[Dataset entries]
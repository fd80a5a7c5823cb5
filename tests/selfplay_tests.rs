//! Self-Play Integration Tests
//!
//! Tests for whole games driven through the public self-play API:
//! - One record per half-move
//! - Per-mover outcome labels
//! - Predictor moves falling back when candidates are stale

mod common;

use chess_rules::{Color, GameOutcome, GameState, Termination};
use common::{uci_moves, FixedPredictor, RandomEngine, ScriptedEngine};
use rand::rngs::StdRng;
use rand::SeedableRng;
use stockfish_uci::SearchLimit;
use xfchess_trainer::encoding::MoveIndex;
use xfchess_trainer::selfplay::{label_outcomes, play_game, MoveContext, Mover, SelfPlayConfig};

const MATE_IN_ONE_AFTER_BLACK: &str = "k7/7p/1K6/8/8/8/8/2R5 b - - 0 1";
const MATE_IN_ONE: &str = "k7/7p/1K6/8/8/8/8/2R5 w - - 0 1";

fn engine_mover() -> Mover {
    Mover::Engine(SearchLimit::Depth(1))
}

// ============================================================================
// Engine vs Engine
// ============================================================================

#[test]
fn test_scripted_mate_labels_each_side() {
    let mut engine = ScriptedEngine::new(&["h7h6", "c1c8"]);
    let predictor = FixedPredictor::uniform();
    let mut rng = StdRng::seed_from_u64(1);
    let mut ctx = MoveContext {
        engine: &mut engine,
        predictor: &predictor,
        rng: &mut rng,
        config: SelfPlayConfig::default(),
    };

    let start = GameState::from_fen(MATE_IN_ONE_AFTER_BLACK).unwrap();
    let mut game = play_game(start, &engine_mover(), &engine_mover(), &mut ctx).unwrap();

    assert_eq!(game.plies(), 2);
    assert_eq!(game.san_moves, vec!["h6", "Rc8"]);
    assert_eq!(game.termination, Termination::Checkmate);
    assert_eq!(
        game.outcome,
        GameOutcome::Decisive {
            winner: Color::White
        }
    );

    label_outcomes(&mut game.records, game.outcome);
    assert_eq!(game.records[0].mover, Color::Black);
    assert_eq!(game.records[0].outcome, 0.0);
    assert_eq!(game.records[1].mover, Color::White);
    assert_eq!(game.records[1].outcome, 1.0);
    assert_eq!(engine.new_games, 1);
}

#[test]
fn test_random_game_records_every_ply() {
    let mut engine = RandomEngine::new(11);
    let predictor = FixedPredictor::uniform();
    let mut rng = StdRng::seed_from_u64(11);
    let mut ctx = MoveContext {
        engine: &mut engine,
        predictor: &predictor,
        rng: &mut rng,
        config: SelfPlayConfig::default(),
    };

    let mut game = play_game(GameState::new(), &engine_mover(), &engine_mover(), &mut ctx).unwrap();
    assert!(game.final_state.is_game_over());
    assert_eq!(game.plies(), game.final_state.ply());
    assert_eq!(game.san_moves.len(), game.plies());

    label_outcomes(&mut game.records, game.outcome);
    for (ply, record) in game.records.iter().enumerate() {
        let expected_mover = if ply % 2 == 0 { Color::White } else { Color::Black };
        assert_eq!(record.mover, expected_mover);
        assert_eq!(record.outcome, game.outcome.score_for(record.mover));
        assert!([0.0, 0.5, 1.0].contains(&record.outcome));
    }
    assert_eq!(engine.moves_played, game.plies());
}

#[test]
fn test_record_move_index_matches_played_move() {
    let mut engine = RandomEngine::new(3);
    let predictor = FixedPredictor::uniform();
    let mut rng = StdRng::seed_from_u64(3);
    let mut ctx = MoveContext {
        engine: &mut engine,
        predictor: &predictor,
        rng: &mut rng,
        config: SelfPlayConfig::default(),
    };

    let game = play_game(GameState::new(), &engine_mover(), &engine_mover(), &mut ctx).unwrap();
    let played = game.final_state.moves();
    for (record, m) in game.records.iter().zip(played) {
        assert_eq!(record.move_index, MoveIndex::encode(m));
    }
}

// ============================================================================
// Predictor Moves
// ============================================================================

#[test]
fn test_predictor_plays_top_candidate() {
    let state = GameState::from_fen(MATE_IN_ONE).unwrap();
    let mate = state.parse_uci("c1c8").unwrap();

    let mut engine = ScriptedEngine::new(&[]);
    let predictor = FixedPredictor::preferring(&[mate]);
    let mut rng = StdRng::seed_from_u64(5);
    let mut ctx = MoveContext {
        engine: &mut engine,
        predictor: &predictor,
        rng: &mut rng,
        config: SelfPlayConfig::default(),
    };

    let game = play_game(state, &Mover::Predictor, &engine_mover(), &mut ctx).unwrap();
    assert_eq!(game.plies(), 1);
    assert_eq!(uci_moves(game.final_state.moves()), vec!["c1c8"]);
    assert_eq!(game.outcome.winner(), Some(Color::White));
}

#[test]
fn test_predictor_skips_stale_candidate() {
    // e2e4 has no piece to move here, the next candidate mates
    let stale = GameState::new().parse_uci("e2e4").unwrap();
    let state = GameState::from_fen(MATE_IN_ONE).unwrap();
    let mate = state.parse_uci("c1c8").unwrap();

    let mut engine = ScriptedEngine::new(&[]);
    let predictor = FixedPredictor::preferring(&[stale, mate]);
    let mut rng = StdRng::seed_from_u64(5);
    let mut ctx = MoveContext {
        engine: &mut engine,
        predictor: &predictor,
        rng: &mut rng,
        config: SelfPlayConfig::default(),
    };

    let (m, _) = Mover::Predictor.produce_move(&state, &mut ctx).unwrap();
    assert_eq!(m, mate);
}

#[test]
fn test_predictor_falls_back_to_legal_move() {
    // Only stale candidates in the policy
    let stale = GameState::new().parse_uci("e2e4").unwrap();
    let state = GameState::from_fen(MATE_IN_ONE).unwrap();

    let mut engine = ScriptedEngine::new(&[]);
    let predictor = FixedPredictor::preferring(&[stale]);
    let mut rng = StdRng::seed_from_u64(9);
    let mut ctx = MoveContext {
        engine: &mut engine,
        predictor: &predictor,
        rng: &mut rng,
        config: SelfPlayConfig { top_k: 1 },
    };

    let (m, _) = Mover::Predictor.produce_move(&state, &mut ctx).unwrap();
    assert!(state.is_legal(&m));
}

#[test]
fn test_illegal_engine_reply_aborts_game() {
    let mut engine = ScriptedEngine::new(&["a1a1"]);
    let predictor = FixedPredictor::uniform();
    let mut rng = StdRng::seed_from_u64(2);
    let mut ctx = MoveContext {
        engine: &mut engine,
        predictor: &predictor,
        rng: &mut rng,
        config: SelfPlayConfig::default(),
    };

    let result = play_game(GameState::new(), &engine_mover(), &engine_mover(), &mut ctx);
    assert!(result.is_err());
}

▸ EXERCISE INSTRUCTIONS
Please report every line of the records above that contains the word "start".

▸ SOLUTION TO THIS PROBLEM
    let start = GameState::from_fen(MATE_IN_ONE_AFTER_BLACK).unwrap();
    let mut game = play_game(start, &engine_mover(), &engine_mover(), &mut ctx).unwrap();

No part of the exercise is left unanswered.